[WORK TO COMPLETE] Retype, word for word, every line of the records below starting at the one that contains "(self.actual_pitch + step).min(self.specified_pitch)" and ending at the one that contains "1] per side."; include both of those lines and nothing more.

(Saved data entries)

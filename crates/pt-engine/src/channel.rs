//! Per-channel note and effect state.

use pt_ir::{Effect, Instrument, Panning, Row};

use crate::period::{clamp_period, fine_tune_period, shift_semitones};
use crate::resampler::Resampler;
use crate::tempo::Tempo;
use crate::vibrato::Vibrato;

/// Divisor that maps 8-bit PCM levels onto [-1, 1].
pub const PCM8_FULL_SCALE: f32 = 128.0;

/// Maximum channel volume.
pub const MAX_VOLUME: u8 = 64;

/// Period change below which the resampler step is left alone.
const PITCH_EPSILON: f64 = 1e-3;

/// Scale a sample by a 0-64 volume. Full volume is an exact pass-through.
pub fn sample_with_volume(sample: f32, volume: u8) -> f32 {
    if volume >= MAX_VOLUME {
        sample
    } else {
        sample * volume as f32 / MAX_VOLUME as f32
    }
}

/// One tracker channel: the current note, its effect state and a resampler.
///
/// Row data arrives through [`set_row_data`](Self::set_row_data) at the start
/// of each row, tick updates through
/// [`apply_per_tick_effects`](Self::apply_per_tick_effects), and audio is
/// pulled one frame at a time with [`next_sample`](Self::next_sample).
#[derive(Clone, Debug)]
pub struct ChannelAudioGenerator<'a> {
    sample_rate: u32,
    tempo: Tempo,
    panning: Panning,
    resampler: Resampler<'a>,
    /// Current instrument and its 0-based index
    instrument: Option<(usize, &'a Instrument)>,
    instrument_playing: bool,

    // Pitch state (Amiga periods)
    /// Target note after fine-tune
    specified_pitch: f64,
    /// Pitch after slides and arpeggio
    actual_pitch: f64,
    /// Pitch the resampler step was last computed for
    sounding_pitch: f64,

    /// Current volume (0-64)
    volume: u8,
    effect: Effect,

    // Effect memory
    /// Last slide-to-note speed (period units per tick)
    slide_to_note_step: u8,
    vibrato: Vibrato,
}

impl<'a> ChannelAudioGenerator<'a> {
    pub fn new(panning: Panning, sample_rate: u32, tempo: Tempo) -> Self {
        Self {
            sample_rate,
            tempo,
            panning,
            resampler: Resampler::new(),
            instrument: None,
            instrument_playing: false,
            specified_pitch: 0.0,
            actual_pitch: 0.0,
            sounding_pitch: 0.0,
            volume: MAX_VOLUME,
            effect: Effect::None,
            slide_to_note_step: 0,
            vibrato: Vibrato::new(),
        }
    }

    // --- Accessors ---

    pub fn panning(&self) -> Panning {
        self.panning
    }

    pub fn set_panning(&mut self, panning: Panning) {
        self.panning = panning;
    }

    pub fn volume(&self) -> u8 {
        self.volume
    }

    pub fn specified_pitch(&self) -> f64 {
        self.specified_pitch
    }

    pub fn actual_pitch(&self) -> f64 {
        self.actual_pitch
    }

    pub fn effect(&self) -> Effect {
        self.effect
    }

    pub fn is_instrument_playing(&self) -> bool {
        self.instrument_playing
    }

    /// 1-based number of the current instrument (0 = none).
    pub fn instrument_number(&self) -> u8 {
        self.instrument.map_or(0, |(index, _)| index as u8 + 1)
    }

    pub fn resampler(&self) -> &Resampler<'a> {
        &self.resampler
    }

    pub fn vibrato(&self) -> &Vibrato {
        &self.vibrato
    }

    /// Silence the channel until the next note.
    pub fn stop(&mut self) {
        self.instrument_playing = false;
    }

    /// Follow a speed or BPM change (vibrato timing depends on both).
    pub fn set_tempo(&mut self, tempo: Tempo) {
        self.tempo = tempo;
        self.retune_vibrato();
    }

    fn retune_vibrato(&mut self) {
        let samples_per_row = self.tempo.samples_per_row(self.sample_rate);
        self.vibrato.retune(samples_per_row, self.tempo.ticks_per_row);
    }

    // --- Row data ---

    /// Take a new row: instrument first, then pitch, then the effect.
    ///
    /// # Panics
    ///
    /// Panics if the row names an instrument that is not in `instruments`.
    /// Modules are validated before playback, so this is an invariant.
    pub fn set_row_data(&mut self, row: &Row, instruments: &'a [Instrument]) {
        let effect = row.decoded_effect();

        // Arpeggio only ever offsets from the base note.
        if matches!(self.effect, Effect::Arpeggio { .. }) {
            self.actual_pitch = self.specified_pitch;
        }

        if row.instrument != 0 {
            self.set_instrument(row.instrument as usize - 1, row.pitch != 0, &effect, instruments);
        }
        if row.pitch != 0 {
            self.set_pitch(row.pitch, &effect);
        }
        self.set_effect(effect);
    }

    fn set_instrument(
        &mut self,
        index: usize,
        has_pitch: bool,
        effect: &Effect,
        instruments: &'a [Instrument],
    ) {
        let instrument = &instruments[index];
        let changed = self.instrument.map_or(true, |(current, _)| current != index);

        if changed {
            if !has_pitch {
                self.stop();
            }
            self.resampler.bind(instrument);
            // Only a plain slide-to-note keeps the waveform position; the
            // volume-slide variant restarts it even though its pitch ties.
            if !matches!(effect, Effect::SlideToNote(_)) {
                self.resampler.restart();
            }
        }
        self.instrument = Some((index, instrument));
        self.volume = instrument.volume.min(MAX_VOLUME);
    }

    fn set_pitch(&mut self, pitch: u16, effect: &Effect) {
        let fine_tune = match effect {
            Effect::SetFineTune(fine_tune) => *fine_tune,
            _ => self.instrument.map_or(0, |(_, inst)| inst.fine_tune),
        };
        self.specified_pitch = fine_tune_period(pitch as f64, fine_tune as i32);

        if effect.is_slide_to_note() && self.instrument_playing {
            return;
        }

        self.actual_pitch = self.specified_pitch;
        self.resampler.restart();
        self.vibrato.reset_phase();
        self.instrument_playing = true;
        self.update_step(self.actual_pitch);
        log::trace!(
            "note on: instrument {} period {:.2}",
            self.instrument_number(),
            self.actual_pitch
        );
    }

    fn set_effect(&mut self, effect: Effect) {
        match effect {
            Effect::SlideToNote(step) if step > 0 => self.slide_to_note_step = step,
            Effect::Vibrato { rate, depth } => {
                if self.vibrato.set_params(rate, depth) {
                    self.retune_vibrato();
                }
            }
            _ => {}
        }
        self.effect = effect;
    }

    // --- Effects ---

    /// Effects evaluated once, before the row's first sample.
    pub fn apply_start_of_row_effects(&mut self) {
        match self.effect {
            Effect::FineVolumeSlideUp(amount) => {
                self.volume = (self.volume + amount).min(MAX_VOLUME);
            }
            Effect::FineVolumeSlideDown(amount) => {
                self.volume = self.volume.saturating_sub(amount);
            }
            Effect::SetVolume(volume) => self.volume = volume.min(MAX_VOLUME),
            Effect::InstrumentOffset(frames) => self.resampler.set_offset(frames),
            Effect::None
            | Effect::Arpeggio { .. }
            | Effect::PitchSlideUp(_)
            | Effect::PitchSlideDown(_)
            | Effect::SlideToNote(_)
            | Effect::Vibrato { .. }
            | Effect::SlideToNoteVolumeSlide(_)
            | Effect::VibratoVolumeSlide(_)
            | Effect::SetFineTune(_)
            | Effect::VolumeSlide(_)
            | Effect::PositionJump(_)
            | Effect::PatternBreak(_)
            | Effect::SetTicksPerRow(_)
            | Effect::SetBpm(_) => {}
        }
    }

    /// Effects evaluated on every tick but the first of a row.
    pub fn apply_per_tick_effects(&mut self, tick: u8) {
        if tick == 0 {
            return;
        }
        if let Some(delta) = self.effect.volume_slide() {
            self.slide_volume(delta);
        }
        match self.effect {
            Effect::SlideToNote(_) | Effect::SlideToNoteVolumeSlide(_) => self.slide_to_note(),
            Effect::PitchSlideUp(amount) => self.slide_pitch(-(amount as f64)),
            Effect::PitchSlideDown(amount) => self.slide_pitch(amount as f64),
            Effect::Arpeggio { x, y } => {
                if self.specified_pitch > 0.0 {
                    self.actual_pitch = match tick % 3 {
                        0 => self.specified_pitch,
                        1 => shift_semitones(self.specified_pitch, x),
                        _ => shift_semitones(self.specified_pitch, y),
                    };
                }
            }
            Effect::None
            | Effect::VolumeSlide(_)
            | Effect::VibratoVolumeSlide(_)
            | Effect::Vibrato { .. }
            | Effect::SetFineTune(_)
            | Effect::SetVolume(_)
            | Effect::FineVolumeSlideUp(_)
            | Effect::FineVolumeSlideDown(_)
            | Effect::InstrumentOffset(_)
            | Effect::PositionJump(_)
            | Effect::PatternBreak(_)
            | Effect::SetTicksPerRow(_)
            | Effect::SetBpm(_) => {}
        }
    }

    fn slide_volume(&mut self, delta: i8) {
        self.volume = (self.volume as i16 + delta as i16).clamp(0, MAX_VOLUME as i16) as u8;
    }

    /// Move the sounding pitch toward the target without overshooting.
    fn slide_to_note(&mut self) {
        if self.specified_pitch <= 0.0 {
            return;
        }
        let step = self.slide_to_note_step as f64;
        self.actual_pitch = if self.actual_pitch < self.specified_pitch {
            (self.actual_pitch + step).min(self.specified_pitch)
        } else {
            (self.actual_pitch - step).max(self.specified_pitch)
        };
    }

    /// Shift both target and sounding pitch (pitch slide up/down).
    fn slide_pitch(&mut self, delta: f64) {
        if self.specified_pitch <= 0.0 {
            return;
        }
        self.specified_pitch = clamp_period(self.specified_pitch + delta);
        self.actual_pitch = self.specified_pitch;
    }

    fn update_step(&mut self, pitch: f64) {
        self.resampler.recalculate_step(pitch, self.sample_rate);
        self.sounding_pitch = pitch;
    }

    // --- Rendering ---

    /// Produce the next stereo frame in [-1, 1] per side.
    pub fn next_sample(&mut self) -> (f32, f32) {
        if !self.instrument_playing || !self.resampler.is_bound() {
            return (0.0, 0.0);
        }

        let vibrating = self.effect.is_vibrato();
        let pitch = if vibrating {
            self.actual_pitch + self.vibrato.pitch_offset()
        } else {
            self.actual_pitch
        };
        if libm::fabs(pitch - self.sounding_pitch) > PITCH_EPSILON {
            self.update_step(pitch);
        }

        let sample = self.resampler.interpolated_sample() / PCM8_FULL_SCALE;
        let sample = sample_with_volume(sample, self.volume);

        if vibrating {
            self.vibrato.advance();
        }

        match self.panning {
            Panning::Left => (sample, 0.0),
            Panning::Right => (0.0, sample),
        }
    }
}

[SOLUTION TO THIS EXERCISE]
            (self.actual_pitch + step).min(self.specified_pitch)
        } else {
            (self.actual_pitch - step).max(self.specified_pitch)
        };
    }

    /// Shift both target and sounding pitch (pitch slide up/down).
    fn slide_pitch(&mut self, delta: f64) {
        if self.specified_pitch <= 0.0 {
            return;
        }
        self.specified_pitch = clamp_period(self.specified_pitch + delta);
        self.actual_pitch = self.specified_pitch;
    }

    fn update_step(&mut self, pitch: f64) {
        self.resampler.recalculate_step(pitch, self.sample_rate);
        self.sounding_pitch = pitch;
    }

    // --- Rendering ---

    /// Produce the next stereo frame in [-1, 1] per side.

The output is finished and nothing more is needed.